Segment Open

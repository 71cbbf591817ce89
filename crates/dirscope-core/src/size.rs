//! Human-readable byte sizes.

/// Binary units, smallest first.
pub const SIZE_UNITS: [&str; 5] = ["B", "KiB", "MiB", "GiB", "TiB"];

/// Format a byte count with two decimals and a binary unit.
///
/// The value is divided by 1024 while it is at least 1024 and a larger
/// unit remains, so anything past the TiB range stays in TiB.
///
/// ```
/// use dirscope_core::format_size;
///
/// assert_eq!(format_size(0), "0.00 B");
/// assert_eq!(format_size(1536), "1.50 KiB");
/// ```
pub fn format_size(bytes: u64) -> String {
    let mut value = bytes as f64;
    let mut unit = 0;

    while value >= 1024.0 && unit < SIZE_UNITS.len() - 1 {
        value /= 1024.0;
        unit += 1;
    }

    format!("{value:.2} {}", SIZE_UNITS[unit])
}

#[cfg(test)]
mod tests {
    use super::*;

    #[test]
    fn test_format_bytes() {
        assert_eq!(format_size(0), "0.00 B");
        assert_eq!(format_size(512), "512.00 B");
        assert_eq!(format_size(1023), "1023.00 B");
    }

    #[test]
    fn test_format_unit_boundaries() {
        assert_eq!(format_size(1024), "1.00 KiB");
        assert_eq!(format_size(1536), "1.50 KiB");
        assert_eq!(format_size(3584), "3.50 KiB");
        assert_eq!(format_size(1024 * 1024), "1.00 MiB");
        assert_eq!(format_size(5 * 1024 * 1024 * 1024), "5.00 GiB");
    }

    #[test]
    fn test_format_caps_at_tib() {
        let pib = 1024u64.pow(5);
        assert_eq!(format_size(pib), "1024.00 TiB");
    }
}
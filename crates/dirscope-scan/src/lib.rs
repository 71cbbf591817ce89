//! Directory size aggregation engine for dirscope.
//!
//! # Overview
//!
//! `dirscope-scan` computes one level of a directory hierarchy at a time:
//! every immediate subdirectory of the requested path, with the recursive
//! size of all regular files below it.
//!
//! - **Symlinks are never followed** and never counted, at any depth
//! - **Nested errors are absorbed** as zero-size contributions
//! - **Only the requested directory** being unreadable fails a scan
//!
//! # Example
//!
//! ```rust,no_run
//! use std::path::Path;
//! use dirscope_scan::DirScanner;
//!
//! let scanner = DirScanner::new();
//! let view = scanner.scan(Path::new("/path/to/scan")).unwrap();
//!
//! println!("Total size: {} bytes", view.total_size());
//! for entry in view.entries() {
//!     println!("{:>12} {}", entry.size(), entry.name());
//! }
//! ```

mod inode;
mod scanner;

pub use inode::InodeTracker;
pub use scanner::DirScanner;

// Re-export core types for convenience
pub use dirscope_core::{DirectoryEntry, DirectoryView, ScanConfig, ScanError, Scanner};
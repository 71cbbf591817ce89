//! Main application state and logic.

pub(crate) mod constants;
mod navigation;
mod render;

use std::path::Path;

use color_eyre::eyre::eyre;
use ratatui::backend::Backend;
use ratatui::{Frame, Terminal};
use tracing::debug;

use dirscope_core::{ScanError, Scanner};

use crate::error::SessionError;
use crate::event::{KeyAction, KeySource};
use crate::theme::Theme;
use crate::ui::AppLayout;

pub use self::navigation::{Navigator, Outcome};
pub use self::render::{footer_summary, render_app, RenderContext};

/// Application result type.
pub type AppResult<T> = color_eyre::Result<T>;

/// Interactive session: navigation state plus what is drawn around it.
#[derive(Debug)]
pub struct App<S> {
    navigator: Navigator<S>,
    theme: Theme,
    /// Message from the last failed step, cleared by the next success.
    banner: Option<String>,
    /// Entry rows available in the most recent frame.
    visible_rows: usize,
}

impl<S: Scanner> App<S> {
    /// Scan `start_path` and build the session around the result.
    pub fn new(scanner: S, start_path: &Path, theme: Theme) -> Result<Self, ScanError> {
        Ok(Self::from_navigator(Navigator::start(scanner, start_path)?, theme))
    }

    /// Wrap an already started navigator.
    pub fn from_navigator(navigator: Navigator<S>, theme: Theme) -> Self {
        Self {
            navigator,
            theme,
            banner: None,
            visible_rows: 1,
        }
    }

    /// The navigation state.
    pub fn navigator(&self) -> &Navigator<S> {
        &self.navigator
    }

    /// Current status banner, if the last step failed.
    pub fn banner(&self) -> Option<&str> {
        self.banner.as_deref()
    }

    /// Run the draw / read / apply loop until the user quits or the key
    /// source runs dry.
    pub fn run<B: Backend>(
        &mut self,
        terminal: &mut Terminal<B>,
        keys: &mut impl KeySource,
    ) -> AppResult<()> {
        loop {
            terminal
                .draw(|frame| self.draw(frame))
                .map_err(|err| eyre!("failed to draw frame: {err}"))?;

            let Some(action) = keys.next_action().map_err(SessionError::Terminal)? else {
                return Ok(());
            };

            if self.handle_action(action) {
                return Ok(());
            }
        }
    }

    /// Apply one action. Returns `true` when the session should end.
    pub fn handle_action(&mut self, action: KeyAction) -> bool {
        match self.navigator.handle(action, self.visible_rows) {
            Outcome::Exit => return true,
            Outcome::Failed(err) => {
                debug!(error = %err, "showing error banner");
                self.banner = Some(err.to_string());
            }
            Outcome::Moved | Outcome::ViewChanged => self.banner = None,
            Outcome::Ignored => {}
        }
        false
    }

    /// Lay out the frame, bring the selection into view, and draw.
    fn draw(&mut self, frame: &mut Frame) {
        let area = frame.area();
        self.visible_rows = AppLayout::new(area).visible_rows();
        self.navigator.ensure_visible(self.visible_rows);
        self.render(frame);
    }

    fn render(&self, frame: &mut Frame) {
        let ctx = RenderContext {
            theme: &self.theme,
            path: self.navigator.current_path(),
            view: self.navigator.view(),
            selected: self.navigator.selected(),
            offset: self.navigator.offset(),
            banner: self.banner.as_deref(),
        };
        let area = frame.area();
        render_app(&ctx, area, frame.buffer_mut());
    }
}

Segment Closed

#### Your assignment
Considering each line of the records on its own, count those that contain "Option" and give only that number.

#### Result of the exercise
2